I recently attended the Call Ceremony for our articling student. It is a moving ceremony to celebrate the end of the long and winding journey for law students to pass the final ritual to be “Called to the Bar” and become a lawyer.
As lawyers, we have all gone through the process. For most of the journey we had a certain control over our destiny, but articling, the last step, requires a lawyer to agree to be the “principal” of the law student.
We all were lucky enough, in our past, to meet a lawyer who agreed to be our principal. The whole process of retaining and renewing the legal profession requires senior lawyers to become principals to assist law school graduates to become lawyers. If there are no principals for law students, the legal profession will eventually disappear.
In the past, the big law firms and government seemed to provide a sufficient number of positions and lawyers agreeing to be principals to meet the number of law students looking for articles.
Many lawyers were reluctant to be a principal to a law student, for a multitude of reasons, including:
- Students were too expensive;
- The lawyer does not have enough work or their work was too specialized for a law student;
- Law students would be reluctant to work for the lawyer because the lawyer was not downtown, or big corporate, or left-wing or not practising in a trendy area of the law.
Now the situation has changed. There are many more law students looking for articles – not only Canadian university graduates but also students who attended foreign law schools, particularly in Australia and the United Kingdom. The law students are facing a diminishing number of articling positions particularly from big law firms and government.
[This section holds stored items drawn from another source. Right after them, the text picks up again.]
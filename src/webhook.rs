//! Bot webhook server
//!
//! Axum server for the Twilio WhatsApp webhook. Each POST to /incoming is
//! one turn: parse the form, run the engine, answer with TwiML. The
//! onboarding media directory is served under /video.

use axum::{
    extract::State,
    http::{header, StatusCode},
    response::IntoResponse,
    routing::{get, post},
    Form, Router,
};
use std::path::PathBuf;
use std::sync::Arc;
use tokio::signal;
use tower_http::services::ServeDir;
use tower_http::trace::TraceLayer;
use tracing::{debug, info};

use crate::channels::{twiml_response, ChannelMessage, TwilioWebhookData};
use crate::engine::BotEngine;

/// Webhook server wiring the channel layer to the engine
pub struct WebhookServer {
    engine: Arc<BotEngine>,
    media_dir: PathBuf,
    addr: std::net::SocketAddr,
}

impl WebhookServer {
    pub fn new(engine: Arc<BotEngine>, media_dir: PathBuf, addr: std::net::SocketAddr) -> Self {
        Self {
            engine,
            media_dir,
            addr,
        }
    }

    fn build_router(&self) -> Router {
        Router::new()
            .route("/incoming", post(incoming_handler))
            .route("/healthz", get(|| async { StatusCode::OK }))
            .nest_service("/video", ServeDir::new(&self.media_dir))
            .layer(TraceLayer::new_for_http())
            .with_state(self.engine.clone())
    }

    /// Run until shutdown signal.
    pub async fn run(self) -> anyhow::Result<()> {
        let router = self.build_router();
        info!("Starting webhook server on {}", self.addr);

        let listener = tokio::net::TcpListener::bind(self.addr).await?;
        axum::serve(listener, router)
            .with_graceful_shutdown(shutdown_signal())
            .await?;

        info!("Webhook server shut down gracefully");
        Ok(())
    }
}

/// One inbound WhatsApp message, answered inline as TwiML.
async fn incoming_handler(
    State(engine): State<Arc<BotEngine>>,
    Form(data): Form<TwilioWebhookData>,
) -> impl IntoResponse {
    let message = ChannelMessage::from_webhook(&data);
    debug!("inbound message {} from {}", message.id, message.sender_id);

    let segments = engine
        .handle_message(&message.sender_id, &message.content)
        .await;

    (
        [(header::CONTENT_TYPE, "application/xml")],
        twiml_response(&segments),
    )
}

async fn shutdown_signal() {
    let ctrl_c = async {
        signal::ctrl_c()
            .await
            .expect("failed to install Ctrl+C handler");
    };

    #[cfg(unix)]
    let terminate = async {
        signal::unix::signal(signal::unix::SignalKind::terminate())
            .expect("failed to install signal handler")
            .recv()
            .await;
    };

    #[cfg(not(unix))]
    let terminate = std::future::pending::<()>();

    tokio::select! {
        _ = ctrl_c => {},
        _ = terminate => {},
    }

    info!("Shutdown signal received");
}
In the past, our firm has hired law students we knew. In 2015, we had a very good experience with a law student who articled with us. We wanted another law student. As a result, in April 2015, we posted an ad at UBC Law for a law student, hoping to have five or six responses, but we received 32 applicants in four days. The applicants appeared to be older than we expected, with very varied backgrounds, great academic records and interesting life experiences. It was a pleasure to meet the law students we interviewed. It was very hard to choose a candidate from the applicants but we did and we were very happy with our choice.
Our experience having students in the last few years has been very positive. Not only does a good law student challenge your legal knowledge, prejudices, and habits, but a student will also help you appreciate the legal knowledge and experience which you may not have realized you have acquired.
A lawyer may be reluctant to become a principal because of the time commitments. The reality is that all of the staff (not just lawyers) of the law firm article the law student on how to practice law, including:
- the economics of a law practice;
- office management;
- client relationships;
- efficient use of resources;
- how to keep time and bill; and
- how to earn a living.
Your job as a principal is to train a law student to become a lawyer, however, it is the whole law firm which articles the law student.
We are converts to the value of articling a law student. It is an opportunity for the lawyer to review and renew their legal skills and realize, in their years of law practice, they have actually acquired knowledge and a skill.
If you have never acted as a principal for a law student, maybe now is the time for you give it a try. It is an experience you will never regret – heck you might even receive help with your iPhone.
John Lakes is a partner at Lakes, Whyte LLP.